Orang yang Terus-Menerus Mencatat dalam Rapat tapi Jarang Berbicara Biasanya Memiliki 6 Sifat Ini Menurut Psikologi
seseorang yang terus menerus mencatat dalam rapat. (Freepik/katemangostar)
10:18
25 Oktober 2025

Orang yang Terus-Menerus Mencatat dalam Rapat tapi Jarang Berbicara Biasanya Memiliki 6 Sifat Ini Menurut Psikologi

 


Dalam setiap rapat, selalu ada satu sosok yang tampak sibuk menulis.    Ia membuka buku catatan, mencatat setiap poin pembicaraan, tapi jarang sekali mengangkat tangan atau menyela.    Bukan karena tidak tahu atau tidak punya ide, melainkan karena ada sesuatu yang lebih dalam dari sekadar kebiasaan menulis.
Psikologi memandang bahwa perilaku semacam ini bukan tanda pasif atau tidak percaya diri semata, melainkan refleksi dari tipe kepribadian tertentu — mereka yang berpikir lebih banyak daripada berbicara, dan memproses informasi dengan cara berbeda.

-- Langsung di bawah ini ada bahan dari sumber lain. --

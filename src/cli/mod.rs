//! Command-line interface implementation
//!
//! This module provides the CLI entry point and dispatches to submodules
//! for specific command implementations.

mod check;
mod compose;
mod normalize;

use clap::{Parser, Subcommand};
use std::path::PathBuf;
use std::process::ExitCode;

use glob::glob;
use tracing::level_filters::LevelFilter;

/// Exit codes
pub(crate) const EXIT_SUCCESS: u8 = 0;
pub(crate) const EXIT_ERROR: u8 = 1;
pub(crate) const EXIT_INVALID_ARGS: u8 = 2;

/// Expand tile arguments: glob patterns are expanded (sorted), plain paths
/// are kept in the order given.
pub fn expand_inputs(inputs: &[String]) -> Result<Vec<PathBuf>, String> {
    let mut paths = Vec::new();
    for input in inputs {
        if !input.contains(['*', '?', '[']) {
            paths.push(PathBuf::from(input));
            continue;
        }

        let entries = glob(input).map_err(|e| format!("invalid pattern '{}': {}", input, e))?;
        let mut matched: Vec<PathBuf> = entries.filter_map(Result::ok).collect();
        if matched.is_empty() {
            return Err(format!("pattern '{}' matched no files", input));
        }
        matched.sort();
        paths.extend(matched);
    }
    Ok(paths)
}

/// Gridsnap - compose NFT tiles into an on-chain collage snapshot
#[derive(Parser)]
#[command(name = "gridsnap")]
#[command(about = "Gridsnap - compose NFT tiles into a palette-quantized PNG snapshot")]
#[command(version)]
pub struct Cli {
    /// Verbose logging (repeat for debug output)
    #[arg(short, long, global = true, action = clap::ArgAction::Count)]
    pub verbose: u8,

    #[command(subcommand)]
    pub command: Commands,
}

#[derive(Subcommand)]
pub enum Commands {
    /// Compose tiles into a grid snapshot PNG that fits the byte cap
    Compose {
        /// Tile images in row-major order (glob patterns allowed)
        #[arg(required = true)]
        tiles: Vec<String>,

        /// Number of grid rows
        #[arg(long, value_parser = clap::value_parser!(u32).range(1..))]
        rows: u32,

        /// Number of grid columns
        #[arg(long, value_parser = clap::value_parser!(u32).range(1..))]
        cols: u32,

        /// Output PNG path (default: snapshot.png)
        #[arg(short, long)]
        output: Option<PathBuf>,

        /// Target square size for the first attempt (432 or 576)
        #[arg(long)]
        target: Option<u32>,

        /// Palette size for the first attempt (8, 12, 16, 24 or 32)
        #[arg(long)]
        palette: Option<usize>,

        /// Background fill color (#RRGGBB, #RRGGBBAA or "transparent")
        #[arg(long)]
        background: Option<String>,

        /// Byte cap for the PNG (at most 180000)
        #[arg(long)]
        cap: Option<usize>,

        /// 32-byte snapshot hash as hex (default: SHA-256 of the PNG)
        #[arg(long)]
        hash: Option<String>,

        /// Write the set-snapshot payload (JSON) to this file
        #[arg(long)]
        payload: Option<PathBuf>,

        /// Leave cells empty for tiles that cannot be decoded instead of failing
        #[arg(long)]
        skip_unreadable: bool,

        /// Explicit config file (default: discover gridsnap.toml)
        #[arg(long)]
        config: Option<PathBuf>,
    },

    /// Normalize a single image to a 24x24 tile
    Normalize {
        /// Input image
        input: PathBuf,

        /// Output PNG path
        #[arg(short, long)]
        output: PathBuf,

        /// Upscale the normalized tile for viewing (1-32)
        #[arg(long, default_value = "1", value_parser = clap::value_parser!(u32).range(1..=32))]
        preview_scale: u32,
    },

    /// Check a PNG against the snapshot byte cap
    Check {
        /// PNG file to inspect
        input: PathBuf,

        /// Byte cap to check against (default: 180000)
        #[arg(long)]
        cap: Option<usize>,
    },
}

/// Install the stderr tracing subscriber. `RUST_LOG` wins over `-v`.
fn init_logging(verbose: u8) {
    let level = match verbose {
        0 => LevelFilter::WARN,
        1 => LevelFilter::INFO,
        _ => LevelFilter::DEBUG,
    };

    let filter = tracing_subscriber::EnvFilter::builder()
        .with_default_directive(level.into())
        .from_env_lossy();

    // A second init (e.g. in tests) is harmless
    let _ = tracing_subscriber::fmt()
        .with_env_filter(filter)
        .with_writer(std::io::stderr)
        .with_ansi(false)
        .try_init();
}

/// Run the CLI application
pub fn run() -> ExitCode {
    let cli = Cli::parse();
    init_logging(cli.verbose);

    match cli.command {
        Commands::Compose {
            tiles,
            rows,
            cols,
            output,
            target,
            palette,
            background,
            cap,
            hash,
            payload,
            skip_unreadable,
            config,
        } => compose::run_compose(
            &tiles,
            rows,
            cols,
            output.as_deref(),
            target,
            palette,
            background,
            cap,
            hash.as_deref(),
            payload.as_deref(),
            skip_unreadable,
            config.as_deref(),
        ),
        Commands::Normalize { input, output, preview_scale } => {
            normalize::run_normalize(&input, &output, preview_scale)
        }
        Commands::Check { input, cap } => check::run_check(&input, cap),
    }
}
//! Byte-cap enforcement for encoded snapshots
//!
//! When the first encoding is too large, [`SizeGuard`] walks a fixed,
//! finite ladder of cheaper encodings and returns the first one that fits:
//!
//! 1. the initial bytes, if they already fit
//! 2. the small target with the default palette, if the initial target was larger
//! 3. the (possibly reduced) target with each palette size of the ladder; when
//!    the target was not reduced, only sizes below the initial palette
//!
//! If nothing fits, the guard fails instead of returning an oversized PNG.

use image::RgbaImage;
use tracing::{debug, info};

use crate::constants::{DEFAULT_PALETTE_SIZE, PALETTE_LADDER, SNAPSHOT_BYTE_CAP, TARGET_SMALL};
use crate::encode::{EncodedPng, SnapshotEncoder};
use crate::error::{Result, SnapshotError};

/// One retry made by the guard.
#[derive(Debug, Clone, Copy, PartialEq, Eq)]
pub struct EncodeAttempt {
    /// Target size passed to the encoder
    pub target: u32,
    /// Palette size passed to the encoder
    pub palette_size: usize,
    /// Resulting PNG length in bytes
    pub bytes: usize,
}

/// The encoding that satisfied the cap, and how the guard got there.
#[derive(Debug, Clone)]
pub struct GuardOutcome {
    pub png: EncodedPng,
    /// Target size of the accepted encoding
    pub target: u32,
    /// Palette size of the accepted encoding
    pub palette_size: usize,
    /// Retries in the order they were made (empty when the initial bytes fit)
    pub attempts: Vec<EncodeAttempt>,
}

/// Retry ladder parameters.
#[derive(Debug, Clone, PartialEq, Eq)]
pub struct SizeGuard {
    /// Maximum accepted PNG length in bytes
    pub cap: usize,
    /// Target size to fall back to when the initial target was larger
    pub small_target: u32,
    /// Palette size used for the target fallback
    pub default_palette: usize,
    /// Palette sizes to try after that, largest first
    pub ladder: Vec<usize>,
}

impl Default for SizeGuard {
    fn default() -> Self {
        Self {
            cap: SNAPSHOT_BYTE_CAP,
            small_target: TARGET_SMALL,
            default_palette: DEFAULT_PALETTE_SIZE,
            ladder: PALETTE_LADDER.to_vec(),
        }
    }
}

impl SizeGuard {
    /// Guard with the standard ladder and a custom cap.
    pub fn with_cap(cap: usize) -> Self {
        Self { cap, ..Self::default() }
    }

    /// Upper bound on the number of retries this guard can make.
    pub fn max_attempts(&self) -> usize {
        1 + self.ladder.len()
    }

    /// Return an encoding no larger than `self.cap`.
    ///
    /// `initial` is the encoding already produced at `initial_target`; it is
    /// returned untouched when it fits. Otherwise `base` is re-encoded through
    /// the ladder with `encoder`, stopping at the first fit.
    ///
    /// # Errors
    ///
    /// [`SnapshotError::CompressionExhausted`] when every rung is over the cap.
    /// Encoder errors are propagated as-is.
    pub fn ensure_under_cap<E: SnapshotEncoder + ?Sized>(
        &self,
        encoder: &E,
        initial: EncodedPng,
        base: &RgbaImage,
        initial_target: u32,
        initial_palette: usize,
    ) -> Result<GuardOutcome> {
        if initial.len() <= self.cap {
            debug!(bytes = initial.len(), cap = self.cap, "initial encoding fits");
            return Ok(GuardOutcome {
                png: initial,
                target: initial_target,
                palette_size: initial_palette,
                attempts: Vec::new(),
            });
        }

        info!(
            bytes = initial.len(),
            cap = self.cap,
            target = initial_target,
            "snapshot over byte cap, degrading"
        );

        let mut attempts = Vec::with_capacity(self.max_attempts());
        let mut smallest = initial.len();
        let mut target = initial_target;

        let mut rungs: Vec<(u32, usize)> = Vec::with_capacity(self.max_attempts());
        if initial_target > self.small_target {
            target = self.small_target;
            rungs.push((target, self.default_palette));
        }
        let max_palette = if target == initial_target { initial_palette } else { usize::MAX };
        rungs.extend(
            self.ladder
                .iter()
                .filter(|&&palette_size| palette_size < max_palette)
                .map(|&palette_size| (target, palette_size)),
        );

        for (target, palette_size) in rungs {
            let png = encoder.encode(base, target, palette_size)?;
            attempts.push(EncodeAttempt { target, palette_size, bytes: png.len() });
            smallest = smallest.min(png.len());

            if png.len() <= self.cap {
                info!(target, palette_size, bytes = png.len(), retries = attempts.len(), "snapshot fits");
                return Ok(GuardOutcome { png, target, palette_size, attempts });
            }
            debug!(target, palette_size, bytes = png.len(), "still over cap");
        }

        Err(SnapshotError::CompressionExhausted {
            cap: self.cap,
            smallest,
            attempts: attempts.len(),
        })
    }
}
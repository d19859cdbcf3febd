//! Color parsing for background fills
//!
//! Supports the following formats:
//! - Hex: `#RGB`, `#RGBA`, `#RRGGBB`, `#RRGGBBAA`
//! - The keyword `transparent`

use image::Rgba;
use thiserror::Error;

/// Error type for color parsing failures
#[derive(Debug, Clone, PartialEq, Eq, Error)]
pub enum ColorError {
    /// Input string was empty
    #[error("empty color string")]
    Empty,
    /// Input string doesn't start with '#'
    #[error("color must start with '#' or be 'transparent'")]
    MissingHash,
    /// Invalid length (must be 3, 4, 6, or 8 hex chars after #)
    #[error("invalid color length {0}, expected 3, 4, 6, or 8")]
    InvalidLength(usize),
    /// Contains non-hex characters
    #[error("invalid hex character '{0}'")]
    InvalidHex(char),
}

/// Parse a color string into an RGBA color.
///
/// - `#RGB` / `#RGBA` - each digit is doubled (`#F00` is red)
/// - `#RRGGBB` - alpha defaults to 255
/// - `#RRGGBBAA` - explicit alpha
/// - `transparent` - all channels zero
///
/// # Examples
///
/// ```
/// use gridsnap::color::parse_color;
///
/// assert_eq!(parse_color("#F00").unwrap(), image::Rgba([255, 0, 0, 255]));
/// assert_eq!(parse_color("#0052FF").unwrap(), image::Rgba([0, 82, 255, 255]));
/// assert_eq!(parse_color("transparent").unwrap(), image::Rgba([0, 0, 0, 0]));
/// ```
pub fn parse_color(s: &str) -> Result<Rgba<u8>, ColorError> {
    let s = s.trim();
    if s.is_empty() {
        return Err(ColorError::Empty);
    }
    if s.eq_ignore_ascii_case("transparent") {
        return Ok(Rgba([0, 0, 0, 0]));
    }
    let hex = s.strip_prefix('#').ok_or(ColorError::MissingHash)?;

    let digits = hex.chars().map(parse_hex_digit).collect::<Result<Vec<u8>, _>>()?;

    match digits.as_slice() {
        [r, g, b] => Ok(Rgba([r * 17, g * 17, b * 17, 255])),
        [r, g, b, a] => Ok(Rgba([r * 17, g * 17, b * 17, a * 17])),
        [r1, r2, g1, g2, b1, b2] => Ok(Rgba([r1 * 16 + r2, g1 * 16 + g2, b1 * 16 + b2, 255])),
        [r1, r2, g1, g2, b1, b2, a1, a2] => {
            Ok(Rgba([r1 * 16 + r2, g1 * 16 + g2, b1 * 16 + b2, a1 * 16 + a2]))
        }
        _ => Err(ColorError::InvalidLength(digits.len())),
    }
}

/// Format a color as `#RRGGBB`, or `#RRGGBBAA` when not opaque.
pub fn format_color(color: Rgba<u8>) -> String {
    let [r, g, b, a] = color.0;
    if a == 255 {
        format!("#{:02X}{:02X}{:02X}", r, g, b)
    } else {
        format!("#{:02X}{:02X}{:02X}{:02X}", r, g, b, a)
    }
}

/// Parse a single hex digit (0-9, A-F, a-f) to u8 (0-15)
fn parse_hex_digit(c: char) -> Result<u8, ColorError> {
    match c {
        '0'..='9' => Ok(c as u8 - b'0'),
        'a'..='f' => Ok(c as u8 - b'a' + 10),
        'A'..='F' => Ok(c as u8 - b'A' + 10),
        _ => Err(ColorError::InvalidHex(c)),
    }
}
//! Gridsnap - compose NFT tiles into an on-chain collage snapshot
//!
//! This library provides functionality to:
//! - Normalize arbitrary NFT images to 24x24 tiles
//! - Compose tiles into a row-major grid
//! - Encode the grid as a palette-quantized, indexed PNG
//! - Keep the PNG under the on-chain byte cap by degrading target size and palette

pub mod cli;
pub mod color;
pub mod config;
pub mod constants;
pub mod encode;
pub mod error;
pub mod grid;
pub mod guard;
pub mod palette;
pub mod scale;
pub mod snapshot;
pub mod tile;
//! SQLite binding
//!
//! Registers the collation and scalar functions on a [`rusqlite::Connection`].
//! Every function here is a thin adapter: it sorts out the SQLite value type,
//! calls into the codec and turns codec errors into statement errors.
//!
//! ```rust
//! use rusqlite::Connection;
//! use u64text::sql::register_default;
//!
//! let conn = Connection::open_in_memory().unwrap();
//! register_default(&conn).unwrap();
//!
//! conn.execute_batch(
//!     "CREATE TABLE balances (amount TEXT COLLATE U64TEXT CHECK (is_u64text(amount)));
//!      INSERT INTO balances VALUES (u64_to_text('18446744073709551615')), (u64_to_text(7));",
//! )
//! .unwrap();
//!
//! let smallest: String = conn
//!     .query_row("SELECT u64text_display(amount) FROM balances ORDER BY amount LIMIT 1", [], |r| r.get(0))
//!     .unwrap();
//! assert_eq!(smallest, "7");
//! ```

use crate::collation::compare;
use crate::config::{ExtensionConfig, Scheme};
use crate::decoder::decode;
use crate::display::display;
use crate::encoder::{encode, encode_from_text};
use crate::error::{EncodeError, FunctionError};
use crate::raw::{parse_unchecked, raw_compare, reinterpret_as_i64, reinterpret_as_u64};
use crate::validator::is_canonical;
use rusqlite::functions::{Context, FunctionFlags};
use rusqlite::types::{Value, ValueRef};
use rusqlite::{ffi, Connection};
use std::cmp::Ordering;
use std::ffi::{c_int, c_void, CString};
use std::ptr;
use tracing::{debug, trace, warn};

pub const FN_U64_TO_TEXT: &str = "u64_to_text";
pub const FN_TEXT_TO_U64: &str = "text_to_u64";
pub const FN_IS_U64TEXT: &str = "is_u64text";
pub const FN_U64TEXT_DISPLAY: &str = "u64text_display";
pub const FN_RAW_U64: &str = "u64";
pub const FN_RAW_U64_CMP: &str = "u64_cmp";

/// Register the primitives selected by `config` on `conn`.
///
/// Calling this again on the same connection replaces each entry with an
/// identical one, so repeated registration is harmless.
///
/// # Errors
///
/// Returns the [`rusqlite::Error`] from the first registration SQLite refuses.
pub fn register(conn: &Connection, config: &ExtensionConfig) -> rusqlite::Result<()> {
    let scheme = config.scheme();
    if scheme == Scheme::Both {
        warn!(
            target: "u64text::sql",
            "registering both the canonical and the raw scheme; do not mix them in one column"
        );
    }

    if scheme.includes_canonical() {
        register_canonical(conn, config.collation_name())?;
    }
    if scheme.includes_raw() {
        register_raw(conn)?;
    }

    debug!(
        target: "u64text::sql",
        %scheme,
        collation = config.collation_name(),
        "u64text primitives registered"
    );
    Ok(())
}

/// [`register`] with the default configuration: canonical scheme, `U64TEXT`
///
/// # Errors
///
/// See [`register`].
pub fn register_default(conn: &Connection) -> rusqlite::Result<()> {
    register(conn, &ExtensionConfig::default())
}

fn register_canonical(conn: &Connection, collation_name: &str) -> rusqlite::Result<()> {
    let flags = FunctionFlags::SQLITE_UTF8 | FunctionFlags::SQLITE_DETERMINISTIC;

    register_collation(conn, collation_name)?;
    conn.create_scalar_function(FN_U64_TO_TEXT, 1, flags, u64_to_text)?;
    conn.create_scalar_function(FN_TEXT_TO_U64, 1, flags, text_to_u64)?;
    conn.create_scalar_function(FN_IS_U64TEXT, 1, flags, is_u64text)?;
    conn.create_scalar_function(FN_U64TEXT_DISPLAY, 1, flags, u64text_display)?;
    Ok(())
}

/// Install [`compare`] as a collation working on the stored bytes.
///
/// `Connection::create_collation` hands the callback lossily decoded `&str`
/// values, which changes the byte length of non-UTF-8 input and with it the
/// length fallback. Going through the C API keeps the raw bytes.
fn register_collation(conn: &Connection, collation_name: &str) -> rusqlite::Result<()> {
    let name = CString::new(collation_name)?;
    // Safety: the handle is valid for the lifetime of `conn`, the callback
    // holds no user data and needs no destructor
    let rc = unsafe {
        ffi::sqlite3_create_collation_v2(
            conn.handle(),
            name.as_ptr(),
            ffi::SQLITE_UTF8,
            ptr::null_mut(),
            Some(collation_callback),
            None,
        )
    };
    if rc != ffi::SQLITE_OK {
        return Err(rusqlite::Error::SqliteFailure(ffi::Error::new(rc), None));
    }
    Ok(())
}

unsafe extern "C" fn collation_callback(
    _arg: *mut c_void,
    len1: c_int,
    ptr1: *const c_void,
    len2: c_int,
    ptr2: *const c_void,
) -> c_int {
    // Safety: SQLite passes pointers valid for the given lengths
    let a = unsafe { collation_arg(ptr1, len1) };
    let b = unsafe { collation_arg(ptr2, len2) };
    match compare(a, b) {
        Ordering::Less => -1,
        Ordering::Equal => 0,
        Ordering::Greater => 1,
    }
}

unsafe fn collation_arg<'a>(ptr: *const c_void, len: c_int) -> &'a [u8] {
    match usize::try_from(len) {
        Ok(len) if len > 0 && !ptr.is_null() => unsafe {
            std::slice::from_raw_parts(ptr.cast::<u8>(), len)
        },
        _ => &[],
    }
}

fn register_raw(conn: &Connection) -> rusqlite::Result<()> {
    let flags = FunctionFlags::SQLITE_UTF8 | FunctionFlags::SQLITE_DETERMINISTIC;

    conn.create_scalar_function(FN_RAW_U64, 1, flags, raw_u64)?;
    conn.create_scalar_function(FN_RAW_U64_CMP, 2, flags, raw_u64_cmp)?;
    Ok(())
}

/// Constraint predicate: true only for text values that are canonical.
///
/// Any other type, NULL included, is `false` rather than an error.
#[must_use]
pub fn is_canonical_value(value: ValueRef<'_>) -> bool {
    match value {
        ValueRef::Text(bytes) => is_canonical(bytes),
        _ => false,
    }
}

const fn type_name(value: &ValueRef<'_>) -> &'static str {
    match value {
        ValueRef::Null => "NULL",
        ValueRef::Integer(_) => "INTEGER",
        ValueRef::Real(_) => "REAL",
        ValueRef::Text(_) => "TEXT",
        ValueRef::Blob(_) => "BLOB",
    }
}

fn reject(function: &'static str, err: impl Into<FunctionError>) -> rusqlite::Error {
    let err = err.into();
    trace!(target: "u64text::sql", function, error = %err, "argument rejected");
    rusqlite::Error::UserFunctionError(Box::new(err))
}

fn unsupported(function: &'static str, value: &ValueRef<'_>) -> rusqlite::Error {
    let found = match value {
        ValueRef::Real(_) => "REAL; values larger than double need to be passed as a string",
        other => type_name(other),
    };
    reject(function, FunctionError::UnsupportedType { function, found })
}

/// `u64_to_text(x)`: INTEGER is read as a u64 bit pattern, TEXT is parsed
/// with overflow detection
fn u64_to_text(ctx: &Context<'_>) -> rusqlite::Result<Value> {
    let arg = ctx.get_raw(0);
    let text = match arg {
        ValueRef::Null => return Ok(Value::Null),
        ValueRef::Integer(i) => encode(reinterpret_as_u64(i)),
        ValueRef::Text(bytes) => {
            let input = std::str::from_utf8(bytes).map_err(|_| {
                reject(
                    FN_U64_TO_TEXT,
                    EncodeError::InvalidNumberFormat("input is not valid UTF-8".to_string()),
                )
            })?;
            encode_from_text(input).map_err(|e| reject(FN_U64_TO_TEXT, e))?
        }
        ValueRef::Real(_) | ValueRef::Blob(_) => return Err(unsupported(FN_U64_TO_TEXT, &arg)),
    };
    Ok(Value::Text(text.as_str().to_owned()))
}

/// `text_to_u64(x)`: the u64 comes back as the signed integer with the same
/// bits, since that is all SQLite can hold. Integers pass through.
fn text_to_u64(ctx: &Context<'_>) -> rusqlite::Result<Value> {
    let arg = ctx.get_raw(0);
    match arg {
        ValueRef::Null => Ok(Value::Null),
        ValueRef::Integer(i) => Ok(Value::Integer(i)),
        ValueRef::Text(bytes) => {
            let value = decode(bytes).map_err(|e| reject(FN_TEXT_TO_U64, e))?;
            Ok(Value::Integer(reinterpret_as_i64(value)))
        }
        ValueRef::Real(_) | ValueRef::Blob(_) => Err(unsupported(FN_TEXT_TO_U64, &arg)),
    }
}

#[allow(clippy::unnecessary_wraps)]
fn is_u64text(ctx: &Context<'_>) -> rusqlite::Result<bool> {
    Ok(is_canonical_value(ctx.get_raw(0)))
}

/// `u64text_display(x)`: never fails; anything not canonical is returned as is
#[allow(clippy::unnecessary_wraps)]
fn u64text_display(ctx: &Context<'_>) -> rusqlite::Result<Value> {
    let arg = ctx.get_raw(0);
    if let ValueRef::Text(bytes) = arg {
        if is_canonical(bytes) {
            // Canonical text is ASCII, the conversion cannot fail
            if let Ok(text) = std::str::from_utf8(bytes) {
                return Ok(Value::Text(display(text).to_owned()));
            }
        }
    }
    Ok(match arg {
        // Lossy so that stray non-UTF-8 bytes in legacy rows cannot fail the call
        ValueRef::Text(bytes) => Value::Text(String::from_utf8_lossy(bytes).into_owned()),
        other => Value::from(other),
    })
}

/// `u64(x)`: raw scheme, lenient text parse or integer bits, no validation
fn raw_u64(ctx: &Context<'_>) -> rusqlite::Result<Value> {
    let arg = ctx.get_raw(0);
    match arg {
        ValueRef::Null => Ok(Value::Null),
        ValueRef::Integer(i) => Ok(Value::Integer(reinterpret_as_i64(reinterpret_as_u64(i)))),
        ValueRef::Text(bytes) => Ok(Value::Integer(reinterpret_as_i64(parse_unchecked(bytes)))),
        ValueRef::Real(_) | ValueRef::Blob(_) => Err(unsupported(FN_RAW_U64, &arg)),
    }
}

/// `u64_cmp(a, b)`: raw scheme three-way comparison of two texts
fn raw_u64_cmp(ctx: &Context<'_>) -> rusqlite::Result<Value> {
    let (a, b) = (ctx.get_raw(0), ctx.get_raw(1));
    match (a, b) {
        (ValueRef::Null, _) | (_, ValueRef::Null) => Ok(Value::Null),
        (ValueRef::Text(a), ValueRef::Text(b)) => Ok(Value::Integer(i64::from(raw_compare(a, b)))),
        (ValueRef::Text(_), other) | (other, _) => Err(unsupported(FN_RAW_U64_CMP, &other)),
    }
}
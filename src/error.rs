use thiserror::Error;

/// Errors that can occur while decoding canonical u64 text
#[derive(Error, Debug, Clone, PartialEq, Eq)]
pub enum DecodeError {
    #[error("Invalid u64 text format: {0}")]
    InvalidFormat(String),

    #[error("Numeric overflow: value exceeds 18446744073709551615")]
    NumericOverflow,
}

/// Errors that can occur while encoding free decimal text
#[derive(Error, Debug, Clone, PartialEq, Eq)]
pub enum EncodeError {
    #[error("Invalid u64 string: {0}")]
    InvalidNumberFormat(String),

    #[error("Numeric overflow: value exceeds 18446744073709551615")]
    NumericOverflow,
}

/// Errors raised by the SQL functions at the host boundary
#[derive(Error, Debug)]
pub enum FunctionError {
    #[error(transparent)]
    Encode(#[from] EncodeError),

    #[error(transparent)]
    Decode(#[from] DecodeError),

    #[error("Unsupported type for {function}: {found}")]
    UnsupportedType {
        function: &'static str,
        found: &'static str,
    },
}

/// Result type for decoding operations
pub type DecodeResult<T> = Result<T, DecodeError>;

/// Result type for encoding operations
pub type EncodeResult<T> = Result<T, EncodeError>;

/// Errors in extension configuration
#[derive(Error, Debug, Clone, PartialEq, Eq)]
pub enum ConfigError {
    #[error("Unknown scheme {0:?}: expected canonical, raw or both")]
    UnknownScheme(String),

    #[error("Collation name must not be empty")]
    EmptyCollationName,
}
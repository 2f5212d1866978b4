use crate::digits::WIDTH;
use crate::validator::is_canonical;

/// Render a canonical text as minimal decimal.
///
/// Leading zeros are stripped and an all-zero input gives `"0"`. Input that is
/// not canonical comes back unchanged, so the function can be applied to
/// mixed columns without failing. The result always borrows from `text`.
#[must_use]
pub fn display(text: &str) -> &str {
    if !is_canonical(text.as_bytes()) {
        return text;
    }
    // The last digit is kept even when it is '0'
    let start = text
        .bytes()
        .position(|b| b != b'0')
        .unwrap_or(WIDTH - 1);
    &text[start..]
}

/// Null-propagating form of [`display`]
#[must_use]
pub fn display_opt(text: Option<&str>) -> Option<&str> {
    text.map(display)
}

#[cfg(test)]
mod tests {
    use super::*;

    #[test]
    fn test_strips_leading_zeros() {
        assert_eq!(display("00000000000000000042"), "42");
        assert_eq!(display("00000000000000000001"), "1");
        assert_eq!(display("01234567890123456789"), "1234567890123456789");
    }

    #[test]
    fn test_all_zeros() {
        assert_eq!(display("00000000000000000000"), "0");
    }

    #[test]
    fn test_no_leading_zero() {
        assert_eq!(display("18446744073709551615"), "18446744073709551615");
        assert_eq!(display("12345678901234567890"), "12345678901234567890");
    }

    #[test]
    fn test_interior_zeros_kept() {
        assert_eq!(display("00000000000000100200"), "100200");
    }

    #[test]
    fn test_pass_through() {
        assert_eq!(display("invalid_format"), "invalid_format");
        assert_eq!(display("123456789"), "123456789");
        assert_eq!(display("1234567890abcdef1234"), "1234567890abcdef1234");
        assert_eq!(display(""), "");
        // Shape-valid but out of range still displays
        assert_eq!(display("99999999999999999999"), "99999999999999999999");
    }

    #[test]
    fn test_null_propagates() {
        assert_eq!(display_opt(None), None);
        assert_eq!(display_opt(Some("00000000000000000010")), Some("10"));
    }
}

Dilansir dari Geediting pada Jumat (24/10), terdapat enam sifat yang biasanya dimiliki oleh orang-orang yang selalu mencatat tapi jarang bicara dalam rapat.

1. Pemikir Mendalam (Deep Thinker)


Mereka yang sibuk mencatat cenderung memiliki pikiran yang berjalan lebih dalam dari percakapan di permukaan.    Saat orang lain sedang membahas sesuatu secara spontan, mereka sudah memikirkan implikasi, kemungkinan, dan dampaknya.
Catatan mereka bukan sekadar salinan dari apa yang diucapkan, tapi hasil penyaringan dari apa yang benar-benar penting.    Bagi mereka, menulis adalah cara menata arus pikiran yang deras — bukan karena tak mampu berbicara, tapi karena ingin memastikan apa yang diucapkan nanti benar-benar bermakna.

2. Pendengar Aktif yang Tajam


Banyak orang mengira diam berarti tidak berpartisipasi.    Padahal, dalam psikologi komunikasi, diam sering kali menunjukkan kemampuan mendengarkan tingkat tinggi.
Orang yang banyak mencatat biasanya memiliki kapasitas atensi yang kuat — mereka tidak hanya mendengar kata-kata, tapi juga menangkap nuansa, emosi, bahkan pola dalam pembicaraan.   Mereka mengamati siapa yang mendominasi, siapa yang diam, bagaimana arah pembicaraan berubah.    Semua itu dicatat dalam diam — dan sering kali mereka yang paling memahami inti rapat sesungguhnya.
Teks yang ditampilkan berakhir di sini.